6

I am trying to wrap my mind around the variance definition.

Given a set of values S and n = #(S), the variance is defined as:

$$ \operatorname{var}(S) = \frac{\sum_{i=1}^n( S_i - \operatorname{mean}(S) )^2} n $$

And the square root of that (standard deviation) measures how far away the values are on average from the mean.

However, there is a simpler formula that also measures how far away the values are from the mean:

$$ \operatorname{another Possible Def For Var}(S) = \frac{\sum_{i=1}^n|S_i - \operatorname{mean}(S)|}{n} $$

I am trying to understand the reasoning behind the fact we use square root instead of a simpler modules function there. Is there a real reason why variance was defined the first way and not the second way?

# EDIT #

Ok, looks like the given reasons so far are way more advanced than what I was expecting.

The argument of squaring it as opposed to taking the modulus saying the modulus make the math more complicated is valid, but more of a consequence of the definition rather than a reason for it being defined as it is IMHO. Same thing goes for the Central Limit Theorem.

I ended up finding the exact same question at Khan Academy. There, the following reasons were also given:

  1. "Squaring emphasizes larger differences (think of the effect outliers have)." Another comment also points out: "In addition to amplifying large differences from the mean, squaring also MINIMIZES tiny differences from the mean".

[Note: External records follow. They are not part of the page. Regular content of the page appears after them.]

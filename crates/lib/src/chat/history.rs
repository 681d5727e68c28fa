//! Ordered chat transcript. Append-only, except for an explicit clear.

use crate::chat::message::{Message, MessageId};

/// Chronological list of messages; insertion order is render order.
#[derive(Debug, Clone, Default)]
pub struct History {
    messages: Vec<Message>,
}

impl History {
    pub fn new() -> Self {
        Self::default()
    }

    /// Add a message at the end.
    pub fn append(&mut self, message: Message) {
        self.messages.push(message);
    }

    /// Remove every message. Returns false (and changes nothing) when already empty.
    pub fn clear(&mut self) -> bool {
        if self.messages.is_empty() {
            return false;
        }
        self.messages.clear();
        true
    }

    pub fn is_empty(&self) -> bool {
        self.messages.is_empty()
    }

    pub fn len(&self) -> usize {
        self.messages.len()
    }

    pub fn iter(&self) -> impl Iterator<Item = &Message> {
        self.messages.iter()
    }

    pub fn last(&self) -> Option<&Message> {
        self.messages.last()
    }

    /// Flag the message with `id` as presented. Returns false if it is no longer in the
    /// transcript (e.g. the history was cleared while it was playing).
    pub fn mark_played(&mut self, id: MessageId) -> bool {
        match self.messages.iter_mut().rev().find(|m| m.id() == id) {
            Some(m) => {
                m.mark_played();
                true
            }
            None => false,
        }
    }

    pub fn to_vec(&self) -> Vec<Message> {
        self.messages.clone()
    }
}
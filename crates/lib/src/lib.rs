//! Chalk core library: chat orchestration, reply backends, playback and configuration
//! used by the CLI.

pub mod chat;
pub mod config;
pub mod init;
pub mod llm;
pub mod persona;
pub mod playback;
pub mod runtime;

pub use runtime::{ChatHandle, ChatRuntime, RuntimeError, Snapshot};
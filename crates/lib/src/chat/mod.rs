//! Chat orchestration core: transcript, playback gate, request coordination and
//! session lifecycle. Pure state transitions; the runtime performs the effects.

mod coordinator;
mod effect;
mod gate;
mod history;
mod message;
mod reply;
mod session;

pub use coordinator::{Rejection, SendOutcome};
pub use effect::{Effect, Generation, Notice};
pub use gate::{GateError, Playback, PlaybackGate};
pub use history::History;
pub use message::{Message, MessageId, Sender, Utterance};
pub use reply::ReplyError;
pub use session::Session;
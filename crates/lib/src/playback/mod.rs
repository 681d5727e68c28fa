//! Playback collaborators: present one assistant message and resolve when done.
//!
//! The runtime runs at most one presentation at a time and releases the playback gate
//! when the future resolves, whatever the outcome.

mod command;
mod terminal;

pub use command::CommandPresenter;
pub use terminal::TerminalPresenter;

use crate::config::PlaybackConfig;
use async_trait::async_trait;
use std::sync::Arc;

#[derive(Debug, thiserror::Error)]
pub enum PlaybackError {
    #[error("failed to start speech program: {0}")]
    Spawn(String),
    #[error("speech program exited with {status}: {stderr}")]
    Exit { status: String, stderr: String },
    #[error("output error: {0}")]
    Io(#[from] std::io::Error),
}

/// Presents (speaks, animates, prints) a message.
#[async_trait]
pub trait Presenter: Send + Sync {
    /// Resolves exactly once, when the presentation of `text` has finished.
    async fn present(&self, text: &str) -> Result<(), PlaybackError>;

    /// Called when a running presentation is abandoned (new chat). The presentation
    /// future itself is dropped by the caller.
    fn cancel(&self) {}
}

/// Finishes immediately without output.
#[derive(Debug, Clone, Copy, Default)]
pub struct SilentPresenter;

#[async_trait]
impl Presenter for SilentPresenter {
    async fn present(&self, _text: &str) -> Result<(), PlaybackError> {
        Ok(())
    }
}

/// Build the configured presenter: a speech program when one is set, the terminal otherwise.
pub fn presenter(config: &PlaybackConfig) -> Arc<dyn Presenter> {
    match &config.command {
        Some(cmd) if !cmd.program.trim().is_empty() => {
            log::info!("playback: speaking through {}", cmd.program);
            Arc::new(CommandPresenter::new(cmd.program.trim(), cmd.args.clone()))
        }
        _ => Arc::new(TerminalPresenter::stdout(config.words_per_minute)),
    }
}
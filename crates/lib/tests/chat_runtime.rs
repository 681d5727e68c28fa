//! Integration tests: drive a running chat runtime with collaborators the test controls.
//! Replies and presentations only resolve when the test says so.

use async_trait::async_trait;
use lib::chat::{Generation, Message, Notice, Utterance};
use lib::llm::{ReplyError, ReplySource};
use lib::playback::{PlaybackError, Presenter};
use lib::{ChatHandle, ChatRuntime, RuntimeError, Snapshot};
use std::future::Future;
use std::sync::atomic::{AtomicUsize, Ordering};
use std::sync::Arc;
use std::time::Duration;
use tokio::sync::{mpsc, oneshot};
use tokio::task::JoinHandle;

struct Request {
    text: String,
    context: Vec<Message>,
    respond: oneshot::Sender<Result<Vec<Utterance>, ReplyError>>,
}

impl Request {
    fn reply(self, texts: &[&str]) {
        let _ = self
            .respond
            .send(Ok(texts.iter().map(|t| Utterance::new(*t)).collect()));
    }

    fn fail(self, error: ReplyError) {
        let _ = self.respond.send(Err(error));
    }
}

struct ControlledReplies(mpsc::UnboundedSender<Request>);

#[async_trait]
impl ReplySource for ControlledReplies {
    async fn request_reply(
        &self,
        text: &str,
        context: &[Message],
    ) -> Result<Vec<Utterance>, ReplyError> {
        let (tx, rx) = oneshot::channel();
        self.0
            .send(Request {
                text: text.to_string(),
                context: context.to_vec(),
                respond: tx,
            })
            .map_err(|_| ReplyError::Network("harness gone".into()))?;
        rx.await
            .unwrap_or_else(|_| Err(ReplyError::Network("reply dropped".into())))
    }
}

struct Presentation {
    text: String,
    done: oneshot::Sender<Result<(), PlaybackError>>,
}

impl Presentation {
    fn finish(self) {
        let _ = self.done.send(Ok(()));
    }
}

struct ControlledPresenter {
    started: mpsc::UnboundedSender<Presentation>,
    cancels: Arc<AtomicUsize>,
}

#[async_trait]
impl Presenter for ControlledPresenter {
    async fn present(&self, text: &str) -> Result<(), PlaybackError> {
        let (tx, rx) = oneshot::channel();
        let _ = self.started.send(Presentation {
            text: text.to_string(),
            done: tx,
        });
        rx.await.unwrap_or(Ok(()))
    }

    fn cancel(&self) {
        self.cancels.fetch_add(1, Ordering::SeqCst);
    }
}

struct Harness {
    handle: ChatHandle,
    join: JoinHandle<()>,
    requests: mpsc::UnboundedReceiver<Request>,
    presentations: mpsc::UnboundedReceiver<Presentation>,
    cancels: Arc<AtomicUsize>,
}

async fn within<F: Future>(f: F) -> F::Output {
    tokio::time::timeout(Duration::from_secs(5), f)
        .await
        .expect("timed out waiting")
}

fn start(playback_timeout: Option<Duration>) -> Harness {
    let (req_tx, requests) = mpsc::unbounded_channel();
    let (pres_tx, presentations) = mpsc::unbounded_channel();
    let cancels = Arc::new(AtomicUsize::new(0));
    let presenter = ControlledPresenter {
        started: pres_tx,
        cancels: Arc::clone(&cancels),
    };
    let (handle, join) = ChatRuntime::new(Arc::new(ControlledReplies(req_tx)), Arc::new(presenter))
        .with_playback_timeout(playback_timeout)
        .spawn();
    Harness {
        handle,
        join,
        requests,
        presentations,
        cancels,
    }
}

impl Harness {
    async fn next_request(&mut self) -> Request {
        within(self.requests.recv()).await.expect("reply requested")
    }

    async fn next_presentation(&mut self) -> Presentation {
        within(self.presentations.recv())
            .await
            .expect("presentation started")
    }

    async fn wait_for(&self, pred: impl FnMut(&Snapshot) -> bool) -> Snapshot {
        let mut rx = self.handle.subscribe();
        let snap = within(rx.wait_for(pred)).await.expect("runtime running");
        snap.clone()
    }

    async fn idle(&self) -> Snapshot {
        within(self.handle.wait_until_idle()).await.expect("runtime running")
    }
}

fn texts(history: &[Message]) -> Vec<&str> {
    history.iter().map(Message::text).collect()
}

#[tokio::test]
async fn full_cycle_presents_utterances_in_order_then_reenables_send() {
    let mut h = start(None);
    let mut notices = h.handle.notices();

    assert!(h.handle.snapshot().can_send());
    assert!(h.handle.chat("Explain recursion").await.unwrap());

    let snap = h.handle.snapshot();
    assert!(snap.loading);
    assert!(!snap.can_send());
    assert_eq!(texts(&snap.chat_history), vec!["Explain recursion"]);

    let req = h.next_request().await;
    assert_eq!(req.text, "Explain recursion");
    assert!(req.context.is_empty());
    req.reply(&["u1", "u2"]);

    let first = h.next_presentation().await;
    assert_eq!(first.text, "u1");
    let snap = h.handle.snapshot();
    assert!(!snap.loading);
    assert_eq!(snap.message.as_ref().map(Message::text), Some("u1"));
    assert!(!snap.can_send());
    assert_eq!(texts(&snap.chat_history), vec!["Explain recursion", "u1"]);

    // Presenting blocks sending.
    assert!(!h.handle.chat("Another question").await.unwrap());

    first.finish();
    let second = h.next_presentation().await;
    assert_eq!(second.text, "u2");
    second.finish();

    let snap = h.idle().await;
    assert_eq!(snap.message, None);
    assert_eq!(texts(&snap.chat_history), vec!["Explain recursion", "u1", "u2"]);
    assert!(snap.chat_history.iter().all(Message::played));
    assert_eq!(snap.last_error, None);

    let mut kinds = Vec::new();
    while let Ok(n) = notices.try_recv() {
        kinds.push(match n {
            Notice::MessageAppended { message } => format!("append {}", message.text()),
            Notice::LoadingChanged { loading } => format!("loading {}", loading),
            Notice::PlaybackFinished { .. } => "finished".to_string(),
            other => format!("{:?}", other),
        });
    }
    assert_eq!(
        kinds,
        vec![
            "append Explain recursion",
            "loading true",
            "loading false",
            "append u1",
            "finished",
            "append u2",
            "finished",
        ]
    );
}

#[tokio::test]
async fn send_while_loading_is_rejected_without_a_second_request() {
    let mut h = start(None);
    assert!(h.handle.chat("first").await.unwrap());
    assert!(!h.handle.chat("second").await.unwrap());

    let req = h.next_request().await;
    assert_eq!(req.text, "first");
    assert!(h.requests.try_recv().is_err());
    assert_eq!(texts(&h.handle.snapshot().chat_history), vec!["first"]);
    req.reply(&[]);
    h.idle().await;
}

#[tokio::test]
async fn blank_text_is_rejected() {
    let h = start(None);
    assert!(!h.handle.chat("   ").await.unwrap());
    assert!(h.handle.snapshot().chat_history.is_empty());
}

#[tokio::test]
async fn failed_request_keeps_question_and_allows_resend() {
    let mut h = start(None);
    let mut notices = h.handle.notices();
    assert!(h.handle.chat("What is a node?").await.unwrap());
    h.next_request()
        .await
        .fail(ReplyError::Network("connection refused".into()));

    let snap = h.idle().await;
    assert_eq!(texts(&snap.chat_history), vec!["What is a node?"]);
    assert!(snap.last_error.as_deref().unwrap().contains("connection refused"));

    let mut failed = false;
    while let Ok(n) = notices.try_recv() {
        failed |= matches!(n, Notice::RequestFailed { .. });
    }
    assert!(failed);

    assert!(h.handle.chat("What is a node?").await.unwrap());
    let req = h.next_request().await;
    assert_eq!(texts(&req.context), vec!["What is a node?"]);
    assert_eq!(h.handle.snapshot().last_error, None);
}

#[tokio::test]
async fn new_chat_discards_late_reply() {
    let mut h = start(None);
    assert!(h.handle.chat("old question").await.unwrap());
    let late = h.next_request().await;

    h.handle.start_new_chat().await.unwrap();
    let snap = h.wait_for(|s| s.generation == Generation(1)).await;
    assert!(snap.chat_history.is_empty());
    assert!(!snap.loading);
    assert!(snap.can_send());

    late.reply(&["stale answer"]);

    assert!(h.handle.chat("new question").await.unwrap());
    let req = h.next_request().await;
    assert_eq!(req.text, "new question");
    assert!(req.context.is_empty());
    req.reply(&["fresh answer"]);

    let p = h.next_presentation().await;
    assert_eq!(p.text, "fresh answer");
    p.finish();
    let snap = h.idle().await;
    assert_eq!(texts(&snap.chat_history), vec!["new question", "fresh answer"]);
}

#[tokio::test]
async fn new_chat_cancels_running_presentation() {
    let mut h = start(None);
    assert!(h.handle.chat("q").await.unwrap());
    h.next_request().await.reply(&["a", "b"]);
    let a = h.next_presentation().await;
    assert_eq!(a.text, "a");

    h.handle.start_new_chat().await.unwrap();
    let snap = h.wait_for(|s| s.generation == Generation(1)).await;
    assert_eq!(snap.message, None);
    assert!(snap.chat_history.is_empty());
    assert!(h.cancels.load(Ordering::SeqCst) >= 1);
    drop(a);

    assert!(h.handle.chat("next").await.unwrap());
    h.next_request().await.reply(&["c"]);
    let c = h.next_presentation().await;
    assert_eq!(c.text, "c");
    c.finish();
    let snap = h.idle().await;
    assert_eq!(texts(&snap.chat_history), vec!["next", "c"]);
}

#[tokio::test]
async fn clear_history_leaves_current_cycle_running() {
    let mut h = start(None);
    assert!(h.handle.chat("q").await.unwrap());
    h.next_request().await.reply(&["a", "b"]);
    let a = h.next_presentation().await;

    h.handle.clear_chat_history().await.unwrap();
    let snap = h.wait_for(|s| s.chat_history.is_empty()).await;
    assert_eq!(snap.message.as_ref().map(Message::text), Some("a"));
    assert!(!snap.can_send());

    a.finish();
    let b = h.next_presentation().await;
    assert_eq!(b.text, "b");
    b.finish();
    let snap = h.idle().await;
    assert_eq!(texts(&snap.chat_history), vec!["b"]);
    assert_eq!(h.cancels.load(Ordering::SeqCst), 0);
}

#[tokio::test]
async fn presenter_error_still_releases_gate() {
    let mut h = start(None);
    assert!(h.handle.chat("q").await.unwrap());
    h.next_request().await.reply(&["a", "b"]);
    let a = h.next_presentation().await;
    let _ = a.done.send(Err(PlaybackError::Spawn("no speaker".into())));

    let b = h.next_presentation().await;
    assert_eq!(b.text, "b");
    b.finish();
    h.idle().await;
}

#[tokio::test]
async fn stuck_presentation_is_released_after_timeout() {
    let mut h = start(Some(Duration::from_millis(50)));
    assert!(h.handle.chat("q").await.unwrap());
    h.next_request().await.reply(&["slow", "next"]);

    let slow = h.next_presentation().await;
    assert_eq!(slow.text, "slow");
    // Never finished; the timeout moves on.
    let next = h.next_presentation().await;
    assert_eq!(next.text, "next");
    assert!(h.cancels.load(Ordering::SeqCst) >= 1);
    next.finish();
    h.idle().await;
    drop(slow);
}

#[tokio::test]
async fn zoom_is_independent_of_the_cycle() {
    let mut h = start(None);
    assert!(h.handle.snapshot().camera_zoomed);
    assert!(h.handle.chat("q").await.unwrap());

    h.handle.toggle_zoom().await.unwrap();
    let snap = h.wait_for(|s| !s.camera_zoomed).await;
    assert!(snap.loading);

    h.handle.set_camera_zoomed(true).await.unwrap();
    h.wait_for(|s| s.camera_zoomed).await;

    h.next_request().await.reply(&[]);
    let snap = h.idle().await;
    assert!(snap.camera_zoomed);
}

#[tokio::test]
async fn shutdown_stops_the_runtime() {
    let h = start(None);
    h.handle.shutdown().await.unwrap();
    within(h.join).await.unwrap();
    assert_eq!(h.handle.chat("hello").await, Err(RuntimeError::Closed));
}
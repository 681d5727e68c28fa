//! Request coordination: the send-gating predicate, reply handling, and in-order
//! presentation of multi-utterance replies through the playback gate.
//!
//! One cycle runs `Idle -> Sending -> (Presenting -> Released)* -> Idle`, or
//! `Sending -> Failed -> Idle`. The next utterance of a reply is appended and handed to
//! the gate only after the previous one has been released.

use crate::chat::effect::{Effect, Generation, Notice};
use crate::chat::message::{Message, MessageId, Utterance};
use crate::chat::reply::ReplyError;
use crate::chat::session::Session;

/// Why a send was dropped. Rejections are not errors; the caller just ignores the input.
#[derive(Debug, Clone, Copy, PartialEq, Eq)]
pub enum Rejection {
    /// Text was empty or whitespace only.
    EmptyText,
    /// A request is already outstanding.
    Loading,
    /// An assistant reply is still being presented (or queued for presentation).
    Presenting,
}

#[derive(Debug, Clone, PartialEq, Eq)]
pub enum SendOutcome {
    Accepted(Vec<Effect>),
    Rejected(Rejection),
}

impl Session {
    /// True when a new send would be accepted (text aside). Adapters disable their send
    /// affordance whenever this is false.
    pub fn can_send(&self) -> bool {
        self.busy_reason().is_none()
    }

    fn busy_reason(&self) -> Option<Rejection> {
        if self.loading {
            Some(Rejection::Loading)
        } else if self.gate.is_blocking() || !self.pending.is_empty() {
            Some(Rejection::Presenting)
        } else {
            None
        }
    }

    /// Start a cycle for `text`: append the user message right away and request a reply.
    pub fn send(&mut self, text: &str) -> SendOutcome {
        let text = text.trim();
        if let Some(reason) = self.busy_reason() {
            log::debug!("send rejected: {:?}", reason);
            return SendOutcome::Rejected(reason);
        }
        if text.is_empty() {
            return SendOutcome::Rejected(Rejection::EmptyText);
        }

        let context = self.history.to_vec();
        let message = Message::user(self.ids.next(), text);
        self.history.append(message.clone());
        self.last_error = None;
        self.loading = true;
        log::debug!("send accepted: {} ({})", message.id(), self.generation);

        SendOutcome::Accepted(vec![
            Effect::Notify(Notice::MessageAppended { message }),
            Effect::Notify(Notice::LoadingChanged { loading: true }),
            Effect::RequestReply {
                generation: self.generation,
                text: text.to_string(),
                context,
            },
        ])
    }

    /// The AI-response collaborator answered (or failed) for the cycle started in `generation`.
    pub fn on_reply(
        &mut self,
        generation: Generation,
        result: Result<Vec<Utterance>, ReplyError>,
    ) -> Vec<Effect> {
        if generation != self.generation || !self.loading {
            log::debug!(
                "discarding stale reply ({}, current {})",
                generation,
                self.generation
            );
            return Vec::new();
        }
        self.loading = false;
        let mut effects = vec![Effect::Notify(Notice::LoadingChanged { loading: false })];

        match result {
            Ok(utterances) => {
                let total = utterances.len();
                self.pending
                    .extend(utterances.into_iter().filter(|u| !u.is_blank()));
                if self.pending.is_empty() {
                    log::warn!("reply had no presentable utterances ({} received)", total);
                }
                self.advance(&mut effects);
            }
            Err(e) => {
                log::warn!("reply request failed: {}", e);
                let error = e.to_string();
                self.last_error = Some(error.clone());
                effects.push(Effect::Notify(Notice::RequestFailed { error }));
            }
        }
        effects
    }

    /// The playback collaborator finished presenting `id`.
    pub fn on_playback_finished(&mut self, generation: Generation, id: MessageId) -> Vec<Effect> {
        if generation != self.generation || !self.gate.is_occupied_by(id) {
            log::debug!("ignoring playback completion for {} ({})", id, generation);
            return Vec::new();
        }
        let mut effects = Vec::new();
        if let Some(done) = self.gate.release() {
            if !self.history.mark_played(done.id()) {
                log::debug!("{} finished after leaving the history", done.id());
            }
            effects.push(Effect::Notify(Notice::PlaybackFinished { id: done.id() }));
        }
        self.advance(&mut effects);
        effects
    }

    /// Move the next queued utterance into the history and the gate, if the gate is free.
    fn advance(&mut self, effects: &mut Vec<Effect>) {
        if self.gate.is_blocking() {
            return;
        }
        let Some(utterance) = self.pending.pop_front() else {
            return;
        };
        let message = Message::assistant(self.ids.next(), utterance.text);
        if let Err(e) = self.gate.occupy(message.clone()) {
            log::error!("cannot present {}: {}", message.id(), e);
            return;
        }
        self.history.append(message.clone());
        effects.push(Effect::Notify(Notice::MessageAppended {
            message: message.clone(),
        }));
        effects.push(Effect::Present {
            generation: self.generation,
            message,
        });
    }
}

#[cfg(test)]
mod tests {
    use super::*;
    use crate::chat::message::Sender;

    fn start(s: &mut Session, text: &str) -> Vec<Effect> {
        match s.send(text) {
            SendOutcome::Accepted(effects) => effects,
            SendOutcome::Rejected(r) => panic!("send rejected: {:?}", r),
        }
    }

    fn presented(effects: &[Effect]) -> Vec<Message> {
        effects
            .iter()
            .filter_map(|e| match e {
                Effect::Present { message, .. } => Some(message.clone()),
                _ => None,
            })
            .collect()
    }

    #[test]
    fn hello_cycle_appends_and_occupies_gate() {
        let mut s = Session::default();
        let effects = start(&mut s, "Hello");
        assert_eq!(s.history().len(), 1);
        assert_eq!(s.history().last().unwrap().text(), "Hello");
        assert!(s.loading());
        assert!(matches!(
            effects.last(),
            Some(Effect::RequestReply { text, context, .. }) if text == "Hello" && context.is_empty()
        ));

        let g = s.generation();
        let effects = s.on_reply(g, Ok(vec![Utterance::new("Hi there!")]));
        assert!(!s.loading());
        let msgs: Vec<_> = s.history().iter().cloned().collect();
        assert_eq!(msgs.len(), 2);
        assert_eq!(msgs[1].sender(), Sender::Assistant);
        assert_eq!(msgs[1].text(), "Hi there!");
        assert!(!msgs[1].played());
        assert_eq!(s.current_playback().unwrap().text(), "Hi there!");
        assert_eq!(presented(&effects).len(), 1);
    }

    #[test]
    fn sends_are_rejected_while_busy() {
        let mut s = Session::default();
        start(&mut s, "first");
        assert_eq!(s.send("second"), SendOutcome::Rejected(Rejection::Loading));
        assert_eq!(s.history().len(), 1);

        let g = s.generation();
        s.on_reply(g, Ok(vec![Utterance::new("answer")]));
        assert_eq!(s.send("ignored"), SendOutcome::Rejected(Rejection::Presenting));
        assert_eq!(s.history().len(), 2);
    }

    #[test]
    fn blank_text_is_rejected() {
        let mut s = Session::default();
        assert_eq!(s.send("   \n"), SendOutcome::Rejected(Rejection::EmptyText));
        assert!(s.history().is_empty());
        assert!(!s.loading());
    }

    #[test]
    fn release_marks_played_and_reopens_sends() {
        let mut s = Session::default();
        start(&mut s, "q");
        let g = s.generation();
        let effects = s.on_reply(g, Ok(vec![Utterance::new("a")]));
        let m = presented(&effects).remove(0);

        let effects = s.on_playback_finished(g, m.id());
        assert_eq!(
            effects,
            vec![Effect::Notify(Notice::PlaybackFinished { id: m.id() })]
        );
        assert!(s.history().last().unwrap().played());
        assert!(s.current_playback().is_none());
        assert!(s.can_send());
    }

    #[test]
    fn utterances_are_presented_one_at_a_time_in_order() {
        let mut s = Session::default();
        start(&mut s, "q");
        let g = s.generation();
        let mut effects = s.on_reply(
            g,
            Ok(vec![
                Utterance::new("one"),
                Utterance::new("two"),
                Utterance::new("three"),
            ]),
        );

        let mut order = Vec::new();
        loop {
            let mut batch = presented(&effects);
            if batch.is_empty() {
                break;
            }
            assert_eq!(batch.len(), 1);
            let m = batch.remove(0);
            // Only the occupant is in the history so far; the next one is still queued.
            assert_eq!(s.history().last().unwrap().id(), m.id());
            assert!(!s.can_send());
            order.push(m.text().to_string());
            effects = s.on_playback_finished(g, m.id());
        }
        assert_eq!(order, vec!["one", "two", "three"]);
        assert!(s.history().iter().all(|m| m.played()));
        assert!(s.can_send());
    }

    #[test]
    fn failure_keeps_the_question_and_reports() {
        let mut s = Session::default();
        start(&mut s, "why?");
        let g = s.generation();
        let effects = s.on_reply(g, Err(ReplyError::Network("connection refused".into())));
        assert!(!s.loading());
        assert_eq!(s.history().len(), 1);
        assert_eq!(s.history().last().unwrap().text(), "why?");
        assert!(s.last_error().is_some());
        assert!(effects
            .iter()
            .any(|e| matches!(e, Effect::Notify(Notice::RequestFailed { .. }))));
        assert!(s.can_send());

        start(&mut s, "retry");
        assert!(s.last_error().is_none());
    }

    #[test]
    fn stale_reply_after_new_chat_is_ignored() {
        let mut s = Session::default();
        start(&mut s, "Hello");
        let old = s.generation();
        s.start_new_chat();

        assert!(s.on_reply(old, Ok(vec![Utterance::new("late")])).is_empty());
        assert!(s.history().is_empty());
        assert!(!s.loading());
        assert!(s.current_playback().is_none());
    }

    #[test]
    fn stale_playback_completion_is_ignored() {
        let mut s = Session::default();
        start(&mut s, "q");
        let old = s.generation();
        let effects = s.on_reply(old, Ok(vec![Utterance::new("a")]));
        let m = presented(&effects).remove(0);
        s.start_new_chat();

        start(&mut s, "again");
        let g = s.generation();
        let effects = s.on_reply(g, Ok(vec![Utterance::new("b")]));
        let current = presented(&effects).remove(0);

        assert!(s.on_playback_finished(old, m.id()).is_empty());
        assert!(s.on_playback_finished(g, m.id()).is_empty());
        assert_eq!(s.current_playback().unwrap().id(), current.id());
    }

    #[test]
    fn blank_utterances_are_skipped_and_empty_reply_ends_cycle() {
        let mut s = Session::default();
        start(&mut s, "q");
        let g = s.generation();
        let effects = s.on_reply(g, Ok(vec![Utterance::new("  "), Utterance::new("")]));
        assert!(presented(&effects).is_empty());
        assert_eq!(s.history().len(), 1);
        assert!(s.can_send());
    }

    #[test]
    fn context_holds_prior_transcript_only() {
        let mut s = Session::default();
        start(&mut s, "first");
        let g = s.generation();
        let effects = s.on_reply(g, Ok(vec![Utterance::new("answer")]));
        let m = presented(&effects).remove(0);
        s.on_playback_finished(g, m.id());

        let effects = start(&mut s, "second");
        let Some(Effect::RequestReply { context, .. }) = effects.last() else {
            panic!("expected a reply request");
        };
        let texts: Vec<&str> = context.iter().map(|m| m.text()).collect();
        assert_eq!(texts, vec!["first", "answer"]);
    }
}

These are the most convincing reasons I found so far. The modulus will not emphasize large values, neither will it minimize small values. HOWEVER, the same argument goes to any even power. A power of 4 will also amplify large differences and minimize tiny differences (it will actually do a better job at those). So why not take the power of 4 then? (or any other even number for that matter).

  1. "(...) you can also view the equation as being the Euclidean distance between all the points and the mean of the points"

That's more of a "nice-to-have" than a reason to me. If anything, the modules would give the Manhattan distance. So what?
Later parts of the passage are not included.